You can also use them to normal functions, and if you only provide an rvalue reference argument you can force the caller to create the object and let the function do the move. This is more of an example than a really good use, but in my rendering library, I have assigned a string to all the loaded resources, so that it is easier to see what each object represents in the debugger. The interface is something like this:

您也可以将它们用于普通函数，如果您只提供一个右值引用参数，您可以强制调用者创建对象并让函数执行移动。这与其说是一个很好的用途，不如说是一个示例，但在我的渲染库中，我为所有加载的资源分配了一个字符串，以便更容易查看每个对象在调试器中代表什么。界面是这样的：

TextureHandle CreateTexture(int width, int height, ETextureFormat fmt, string&& friendlyName)
{
    std::unique_ptr<TextureObject> tex = D3DCreateTexture(width, height, fmt);
    tex->friendlyName = std::move(friendlyName);
    return tex;
}

It is a form of a 'leaky abstraction' but allows me to take advantage of the fact I had to create the string already most of the time, and avoid making yet another copying of it. This isn't exactly high-performance code but is a good example of the possibilities as people get the hang of this feature. This code actually requires that the variable either be a temporary to the call, or std::move invoked:

这是一种“泄漏抽象”的形式，但允许我利用我在大多数情况下必须创建字符串的事实，并避免再次复制它。这不是完全高性能的代码，但是当人们掌握了这个功能时，它是一个很好的例子。这段代码实际上要求变量要么是调用的临时变量，要么是调用 std::move：

// move from temporary
TextureHandle htex = CreateTexture(128, 128, A8R8G8B8, string("Checkerboard"));

or

或者

// explicit move (not going to use the variable 'str' after the create call)
string str("Checkerboard");
TextureHandle htex = CreateTexture(128, 128, A8R8G8B8, std::move(str));

or

或者

// explicitly make a copy and pass the temporary of the copy down
// since we need to use str again for some reason
string str("Checkerboard");
TextureHandle htex = CreateTexture(128, 128, A8R8G8B8, string(str));

but this won't compile!

但这不会编译！

string str("Checkerboard");
TextureHandle htex = CreateTexture(128, 128, A8R8G8B8, str);

Not an answer per se, but a guideline. Most of the time there is not much sense in declaring local T&&variable (as you did with std::vector<int>&& rval_ref).

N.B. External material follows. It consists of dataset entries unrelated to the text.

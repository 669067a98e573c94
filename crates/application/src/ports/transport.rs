//! HTTP transport port

use async_trait::async_trait;
use medhist_domain::{HttpMethod, RawResponse};
use thiserror::Error;

/// A fully-resolved request ready to go on the wire.
#[derive(Debug, Clone, PartialEq, Eq)]
pub struct PreparedRequest {
    /// HTTP method
    pub method: HttpMethod,
    /// Absolute URL including the query string
    pub url: String,
    /// Headers to send
    pub headers: Vec<(String, String)>,
    /// Encoded body
    pub body: Option<Vec<u8>>,
}

impl PreparedRequest {
    /// Looks up a header by case-insensitive name.
    #[must_use]
    pub fn header(&self, name: &str) -> Option<&str> {
        self.headers
            .iter()
            .find(|(k, _)| k.eq_ignore_ascii_case(name))
            .map(|(_, v)| v.as_str())
    }
}

/// Errors raised below HTTP: the request never produced a response.
#[derive(Debug, Clone, Error, PartialEq, Eq)]
pub enum TransportError {
    /// Request timed out.
    #[error("Request timed out after {timeout_ms}ms")]
    Timeout {
        /// The timeout that elapsed
        timeout_ms: u64,
    },

    /// DNS resolution failed.
    #[error("Could not resolve host '{host}': {message}")]
    DnsError {
        /// Host that failed to resolve
        host: String,
        /// Underlying message
        message: String,
    },

    /// Connection was refused.
    #[error("Connection refused by {host}:{port}")]
    ConnectionRefused {
        /// Target host
        host: String,
        /// Target port
        port: u16,
    },

    /// Connection could not be established.
    #[error("Connection failed: {0}")]
    ConnectionFailed(String),

    /// Redirect limit exceeded.
    #[error("Too many redirects (max {max})")]
    TooManyRedirects {
        /// The configured limit
        max: usize,
    },

    /// The response body could not be read.
    #[error("Failed to read response body: {0}")]
    Body(String),

    /// Any other transport failure.
    #[error("{0}")]
    Other(String),
}

/// Port for sending prepared requests.
///
/// Adapters only move bytes; status handling, auth headers and retries
/// live in the application layer.
#[async_trait]
pub trait HttpTransport: Send + Sync {
    /// Sends the request and returns whatever response came back,
    /// regardless of status.
    ///
    /// # Errors
    ///
    /// Returns `TransportError` if no response was received.
    async fn send(&self, request: &PreparedRequest) -> Result<RawResponse, TransportError>;
}
//! Session persistence adapters.

mod file_session_store;
mod memory_session_store;

pub use file_session_store::FileSessionStore;
pub use memory_session_store::InMemorySessionStore;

You will still have to std::move()them to use in foo(T&&)type methods. There is also the problem that was already mentioned that when you try to return such rval_reffrom function you will get the standard reference-to-destroyed-temporary-fiasco.

本身不是答案，而是指南。大多数情况下，声明局部T&&变量并没有多大意义（就像您对 所做的那样std::vector<int>&& rval_ref）。您仍然需要std::move()在foo(T&&)类型方法中使用它们。还有一个已经提到的问题，当您尝试rval_ref从函数返回此类时，您将获得标准的销毁临时惨败参考。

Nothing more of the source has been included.